START Exercise input

//! Property-based tests for ledger construction and balances.
//!
//! Covers skew-symmetry, conservation of net balances, the exact effect of a
//! single completed settlement, and independence from input order.

use divvy_shared::types::{ExpenseId, MemberId, SettlementId};
use proptest::prelude::*;
use rust_decimal::Decimal;
use uuid::Uuid;

use super::balance::{aggregate, conservation_residual};
use super::builder::build_ledger;
use super::types::{Expense, ExpenseSplit, Settlement, SettlementStatus};

/// A group's full history, as fetched by a collaborator.
#[derive(Debug, Clone)]
struct History {
    members: Vec<MemberId>,
    expenses: Vec<Expense>,
    settlements: Vec<Settlement>,
}

fn member(index: usize) -> MemberId {
    MemberId::from_uuid(Uuid::from_u128(index as u128 + 1))
}

/// Strategy to generate a positive amount in cents (0.01 to 1,000.00).
fn cents() -> impl Strategy<Value = Decimal> {
    (1i64..100_000i64).prop_map(|c| Decimal::new(c, 2))
}

/// Strategy to generate a settlement status.
fn status_strategy() -> impl Strategy<Value = SettlementStatus> {
    prop_oneof![
        3 => Just(SettlementStatus::Completed),
        1 => Just(SettlementStatus::Pending),
        1 => Just(SettlementStatus::Cancelled),
    ]
}

/// Strategy to generate a consistent history for 2 to 6 members.
fn history_strategy() -> impl Strategy<Value = History> {
    (2usize..=6)
        .prop_flat_map(|n| {
            let expense = (0..n, prop::collection::vec((0..n, cents()), 1..=n));
            let settlement = (0..n, 0..n, cents(), status_strategy());
            (
                Just(n),
                prop::collection::vec(expense, 0..10),
                prop::collection::vec(settlement, 0..6),
            )
        })
        .prop_map(|(n, raw_expenses, raw_settlements)| {
            let expenses = raw_expenses
                .into_iter()
                .map(|(payer, splits)| Expense {
                    id: ExpenseId::new(),
                    paid_by: member(payer),
                    amount: splits.iter().map(|(_, amount)| *amount).sum(),
                    splits: splits
                        .into_iter()
                        .map(|(owed_by, amount)| ExpenseSplit::new(member(owed_by), amount))
                        .collect(),
                })
                .collect();
            let settlements = raw_settlements
                .into_iter()
                .map(|(from, to, amount, status)| {
                    let to = if from == to { (to + 1) % n } else { to };
                    Settlement {
                        id: SettlementId::new(),
                        from: member(from),
                        to: member(to),
                        amount,
                        status,
                        settled_at: None,
                    }
                })
                .collect();
            History {
                members: (0..n).map(member).collect(),
                expenses,
                settlements,
            }
        })
}

proptest! {
    #![proptest_config(ProptestConfig::with_cases(100))]

    /// *For any* history, `owed(a, b) == -owed(b, a)` and `owed(a, a) == 0`.
    #[test]
    fn prop_ledger_is_skew_symmetric(history in history_strategy()) {
        let ledger = build_ledger(&history.members, &history.expenses, &history.settlements).unwrap();

        prop_assert!(ledger.is_skew_symmetric());
        for &a in &history.members {
            prop_assert_eq!(ledger.owed(a, a).unwrap(), Decimal::ZERO);
            for &b in &history.members {
                prop_assert_eq!(ledger.owed(a, b).unwrap(), -ledger.owed(b, a).unwrap());
            }
        }
    }

    /// *For any* history, net balances across the group sum to zero.
    #[test]
    fn prop_net_balances_conserve(history in history_strategy()) {
        let ledger = build_ledger(&history.members, &history.expenses, &history.settlements).unwrap();
        let balances = aggregate(&ledger, &history.members).unwrap();

        prop_assert_eq!(conservation_residual(&balances), Decimal::ZERO);
    }

    /// *For any* member, `gross_owed - gross_owing` equals the negated row sum.
    #[test]
    fn prop_net_balance_equals_negated_row_sum(history in history_strategy()) {
        let ledger = build_ledger(&history.members, &history.expenses, &history.settlements).unwrap();
        let balances = aggregate(&ledger, &history.members).unwrap();

        for balance in &balances {
            let row_sum: Decimal = ledger.row(balance.member_id).unwrap().map(|(_, a)| a).sum();
            prop_assert_eq!(balance.net_balance, -row_sum);
            prop_assert!(balance.gross_owed >= Decimal::ZERO);
            prop_assert!(balance.gross_owing >= Decimal::ZERO);
        }
    }

    /// *For any* history and extra completed settlement `from -> to`, only
    /// `owed(from, to)` (by `-amount`) and its mirror cell change.
    #[test]
    fn prop_settlement_touches_one_pair(
        history in history_strategy(),
        from_seed in any::<prop::sample::Index>(),
        to_offset in 1usize..6,
        amount in cents(),
    ) {
        let n = history.members.len();
        let from_index = from_seed.index(n);
        let to_index = (from_index + 1 + to_offset % (n - 1)) % n;
        let (from, to) = (member(from_index), member(to_index));

        let before = build_ledger(&history.members, &history.expenses, &history.settlements).unwrap();
        let mut settlements = history.settlements.clone();
        settlements.push(Settlement::completed(from, to, amount));
        let after = build_ledger(&history.members, &history.expenses, &settlements).unwrap();

        for &a in &history.members {
            for &b in &history.members {
                let delta = after.owed(a, b).unwrap() - before.owed(a, b).unwrap();
                let expected = if (a, b) == (from, to) {
                    -amount
                } else if (a, b) == (to, from) {
                    amount
                } else {
                    Decimal::ZERO
                };
                prop_assert_eq!(delta, expected);
            }
        }
    }

    /// *For any* history, reversing the input order yields the same ledger.
    #[test]
    fn prop_input_order_irrelevant(history in history_strategy()) {
        let forward = build_ledger(&history.members, &history.expenses, &history.settlements).unwrap();

        let mut members = history.members.clone();
        let mut expenses = history.expenses.clone();
        let mut settlements = history.settlements.clone();
        members.reverse();
        expenses.reverse();
        settlements.reverse();
        let backward = build_ledger(&members, &expenses, &settlements).unwrap();

        prop_assert_eq!(forward, backward);
    }
}
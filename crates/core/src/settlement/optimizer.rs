//! Greedy settlement optimizer.
//!
//! Matches the largest creditor with the largest debtor, emits a transfer of
//! the smaller of the two remainders, and moves on. The result settles every
//! balance in at most `members - 1` payments. It is not guaranteed to be the
//! global minimum.

use std::cmp::Reverse;

use divvy_shared::types::{MemberId, Tolerance};
use rust_decimal::Decimal;
use tracing::debug;

use super::types::{SettlementPlan, SettlementTransaction};
use crate::ledger::NetBalance;

/// A member with an outstanding position and what is left of it.
#[derive(Debug, Clone, Copy)]
struct Position {
    member_id: MemberId,
    remaining: Decimal,
}

/// Splits balances into creditors and debtors, largest first.
///
/// Both lists hold remainders greater than the tolerance; everything else is
/// dropped.
fn partition(balances: &[NetBalance], tolerance: Tolerance) -> (Vec<Position>, Vec<Position>) {
    let mut creditors = Vec::new();
    let mut debtors = Vec::new();

    for balance in balances {
        if tolerance.is_significant_credit(balance.net_balance) {
            creditors.push(Position {
                member_id: balance.member_id,
                remaining: balance.net_balance,
            });
        } else if tolerance.is_significant_debt(balance.net_balance) {
            debtors.push(Position {
                member_id: balance.member_id,
                remaining: -balance.net_balance,
            });
        }
    }

    creditors.sort_by_key(|p| (Reverse(p.remaining), p.member_id));
    debtors.sort_by_key(|p| (Reverse(p.remaining), p.member_id));

    (creditors, debtors)
}

/// Computes a small set of payments that brings every net balance to zero.
///
/// Pure and deterministic: the same balances always produce the same
/// transactions, in the same order.
#[must_use]
pub fn optimize(balances: &[NetBalance], tolerance: Tolerance) -> Vec<SettlementTransaction> {
    let (mut creditors, mut debtors) = partition(balances, tolerance);
    let mut transactions = Vec::with_capacity(creditors.len() + debtors.len());

    let (mut ci, mut di) = (0usize, 0usize);
    while ci < creditors.len() && di < debtors.len() {
        let creditor = &mut creditors[ci];
        let debtor = &mut debtors[di];
        let transfer = creditor.remaining.min(debtor.remaining);

        if tolerance.exceeds(transfer) {
            transactions.push(SettlementTransaction {
                from: debtor.member_id,
                to: creditor.member_id,
                amount: transfer,
            });
            creditor.remaining -= transfer;
            debtor.remaining -= transfer;
        }

        // A remainder of at most the tolerance is dust. Only the side that
        // ran out moves on, so the other side is never stranded.
        if !tolerance.exceeds(creditor.remaining) {
            ci += 1;
        }
        if !tolerance.exceeds(debtor.remaining) {
            di += 1;
        }
    }

    debug!(
        creditors = creditors.len(),
        debtors = debtors.len(),
        transactions = transactions.len(),
        "Optimized settlement plan"
    );

    transactions
}

/// Computes the "settle everything" plan for a group.
#[must_use]
pub fn plan(balances: &[NetBalance], tolerance: Tolerance) -> SettlementPlan {
    let transactions = optimize(balances, tolerance);
    let total_amount = transactions.iter().map(|t| t.amount).sum();
    let member_count = balances.len();

    SettlementPlan {
        transactions,
        total_amount,
        member_count,
        max_transactions: member_count.saturating_sub(1),
    }
}
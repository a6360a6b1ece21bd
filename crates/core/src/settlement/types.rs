//! Settlement plan types.

use divvy_shared::types::MemberId;
use rust_decimal::Decimal;
use serde::{Deserialize, Serialize};

/// A proposed (not yet recorded) payment from a debtor to a creditor.
#[derive(Debug, Clone, PartialEq, Eq, Serialize, Deserialize)]
pub struct SettlementTransaction {
    /// The paying member (a debtor).
    pub from: MemberId,
    /// The receiving member (a creditor).
    pub to: MemberId,
    /// Amount to pay (always positive).
    pub amount: Decimal,
}

/// The "settle everything" plan for a group.
#[derive(Debug, Clone, PartialEq, Eq, Serialize, Deserialize)]
pub struct SettlementPlan {
    /// Payments that zero out every balance.
    pub transactions: Vec<SettlementTransaction>,
    /// Sum of all payment amounts.
    pub total_amount: Decimal,
    /// Number of members the plan was computed over.
    pub member_count: usize,
    /// Upper bound on the number of payments (`member_count - 1`).
    pub max_transactions: usize,
}

impl SettlementPlan {
    /// Returns the number of payments in the plan.
    #[must_use]
    pub fn transaction_count(&self) -> usize {
        self.transactions.len()
    }

    /// Returns true if the group is already settled.
    #[must_use]
    pub fn is_settled(&self) -> bool {
        self.transactions.is_empty()
    }
}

END Exercise input

Activity
When you repeat the lines, start with the first line of the material and end with the line that contains "fn member(index: usize)", keeping both and reproducing each exactly, with nothing added.

Task output
//! Property-based tests for ledger construction and balances.
//!
//! Covers skew-symmetry, conservation of net balances, the exact effect of a
//! single completed settlement, and independence from input order.

use divvy_shared::types::{ExpenseId, MemberId, SettlementId};
use proptest::prelude::*;
use rust_decimal::Decimal;
use uuid::Uuid;

use super::balance::{aggregate, conservation_residual};
use super::builder::build_ledger;
use super::types::{Expense, ExpenseSplit, Settlement, SettlementStatus};

/// A group's full history, as fetched by a collaborator.
#[derive(Debug, Clone)]
struct History {
    members: Vec<MemberId>,
    expenses: Vec<Expense>,
    settlements: Vec<Settlement>,
}

fn member(index: usize) -> MemberId {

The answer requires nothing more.